Marco Rubio should drop out of the White House race and become Donald Trump’s vice presidential nominee.
Rubio devotees; hear me out. First, some facts:
1) Every Republican candidate who has been the frontrunner for as long as Trump has gone on to win the nomination.
2) Never has a Republican candidate who has lost both Iowa and New Hampshire become the nominee.
3) Trump won New Hampshire convincingly. New Hampshire has a 2-1 lead over Iowa when it comes to predicting the Republican nominee.
4) Trump came second in Iowa, yet won more votes than any previous winner of that caucus.

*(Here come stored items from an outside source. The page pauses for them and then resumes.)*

//! Storage shapes
//!
//! Each shape answers the same `{items, index, position_index}` contract
//! over the raw module state.

use std::fmt;
use std::rc::Rc;

use indexmap::IndexMap;
use serde::{Deserialize, Serialize};
use serde_json::Value;

use crate::index::{build_index, ItemIndex, PositionIndex, Record};
use crate::store::{StoreError, StoreResult};

/// How a model's records are laid out in store state
#[derive(Debug, Clone, Copy, PartialEq, Eq, Serialize, Deserialize)]
#[serde(rename_all = "camelCase")]
pub enum StorageShape {
    /// Object whose values are records, keyed by record key
    ObjectCollection,
    /// Ordered array of records
    ArrayCollection,
    /// One record
    SingleItem,
}

impl StorageShape {
    pub fn as_str(&self) -> &'static str {
        match self {
            StorageShape::ObjectCollection => "objectCollection",
            StorageShape::ArrayCollection => "arrayCollection",
            StorageShape::SingleItem => "singleItem",
        }
    }

    /// All records in storage order.
    ///
    /// A null single-item state holds no record.
    pub fn items(&self, path: &str, state: &Value) -> StoreResult<Vec<Record>> {
        match (self, state) {
            (StorageShape::ObjectCollection, Value::Object(map)) => {
                Ok(map.values().cloned().map(Rc::new).collect())
            }
            (StorageShape::ArrayCollection, Value::Array(items)) => {
                Ok(items.iter().cloned().map(Rc::new).collect())
            }
            (StorageShape::SingleItem, Value::Null) => Ok(Vec::new()),
            (StorageShape::SingleItem, Value::Object(_)) => Ok(vec![Rc::new(state.clone())]),
            _ => Err(self.mismatch(path)),
        }
    }

    /// Key to record.
    ///
    /// Object collections are already keyed; other shapes are indexed with
    /// `key` (last write wins).
    pub fn index<F>(&self, path: &str, state: &Value, key: F) -> StoreResult<ItemIndex>
    where
        F: Fn(&Value) -> String,
    {
        match (self, state) {
            (StorageShape::ObjectCollection, Value::Object(map)) => Ok(map
                .iter()
                .map(|(k, item)| (k.clone(), Rc::new(item.clone())))
                .collect()),
            (StorageShape::ObjectCollection, _) => Err(self.mismatch(path)),
            _ => Ok(build_index(self.items(path, state)?, |item: &Record| key(item.as_ref()))),
        }
    }

    /// Key to array position; only ordered-list storage has one.
    pub fn position_index<F>(&self, path: &str, state: &Value, key: F) -> StoreResult<Option<PositionIndex>>
    where
        F: Fn(&Value) -> String,
    {
        match (self, state) {
            (StorageShape::ArrayCollection, Value::Array(items)) => {
                let mut positions = IndexMap::with_capacity(items.len());
                for (position, item) in items.iter().enumerate() {
                    positions.insert(key(item), position);
                }
                Ok(Some(positions))
            }
            (StorageShape::ArrayCollection, _) => Err(self.mismatch(path)),
            _ => Ok(None),
        }
    }

    fn mismatch(&self, path: &str) -> StoreError {
        StoreError::StateShape {
            path: path.to_string(),
            expected: self.as_str(),
        }
    }
}

impl fmt::Display for StorageShape {
    fn fmt(&self, f: &mut fmt::Formatter<'_>) -> fmt::Result {
        f.write_str(self.as_str())
    }
}

#[cfg(test)]
mod tests {
    use super::*;
    use serde_json::json;

    fn id_key(value: &Value) -> String {
        value["id"].to_string()
    }

    #[test]
    fn test_object_collection() {
        let state = json!({"1": {"id": 1, "name": "Pen"}, "2": {"id": 2, "name": "Paper"}});
        let shape = StorageShape::ObjectCollection;
        assert_eq!(shape.items("items", &state).unwrap().len(), 2);
        let index = shape.index("items", &state, id_key).unwrap();
        assert_eq!(index["2"]["name"], "Paper");
        assert_eq!(shape.position_index("items", &state, id_key).unwrap(), None);
    }

    #[test]
    fn test_array_collection() {
        let state = json!([{"id": 3}, {"id": 1}]);
        let shape = StorageShape::ArrayCollection;
        let index = shape.index("users", &state, id_key).unwrap();
        assert_eq!(index.keys().collect::<Vec<_>>(), vec!["3", "1"]);
        let positions = shape.position_index("users", &state, id_key).unwrap().unwrap();
        assert_eq!(positions["1"], 1);
    }

    #[test]
    fn test_single_item() {
        let shape = StorageShape::SingleItem;
        let state = json!({"id": 9, "theme": "dark"});
        assert_eq!(shape.items("settings", &state).unwrap().len(), 1);
        assert!(shape.items("settings", &Value::Null).unwrap().is_empty());
        assert!(shape.index("settings", &state, id_key).unwrap().contains_key("9"));
    }

    #[test]
    fn test_shape_mismatch() {
        let err = StorageShape::ArrayCollection
            .items("users", &json!({"a": 1}))
            .unwrap_err();
        assert_eq!(err.code(), "STOREQL_STATE_SHAPE");
    }
}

The last point is worth delving into a little. Trump’s popularity is lowest among voters who consider ‘values’ to be the most important issue (as opposed to ‘jobs,’ ‘economy’ or ‘national security’). In Iowa, a majority of Republican caucus-goers identify as ‘evangelical Christian,’ and 40 percent consider themselves ‘very conservative.’ Given Trump’s relatively weak religious and/or conservative credentials, and his oft maligned lack of ‘ground game’ in Iowa, where retail politics is at a premium, gaining the second highest vote count in Iowa caucus history is not a terrible result.
In the days after the Iowa caucus, pundits and media piled on Trump to talk down his chances of winning the nomination. This was partly Trump’s own doing. The candidate failed to frame his real chances of winning Iowa, and lost some momentum when the result did not reflect the inflated expectation. The reverse was true for Rubio, even though he came in third.
Yet that criticism was largely catharsis masquerading as analysis. It was the yearning of failed pundits for vindication and an emotional purge by those desperate to see Trump falter. In other words, the importance of the Iowa result was massively overstated. The predictions of Trump’s imminent demise did not reflect reality.
Enter Rubio: a young, articulate, first-term senator from a minority background who shows great promise. He has a compelling personal story of overcoming adversity to reach public office. He looks, sounds and behaves like someone who might have succeeded as president after eight years of George W. Bush.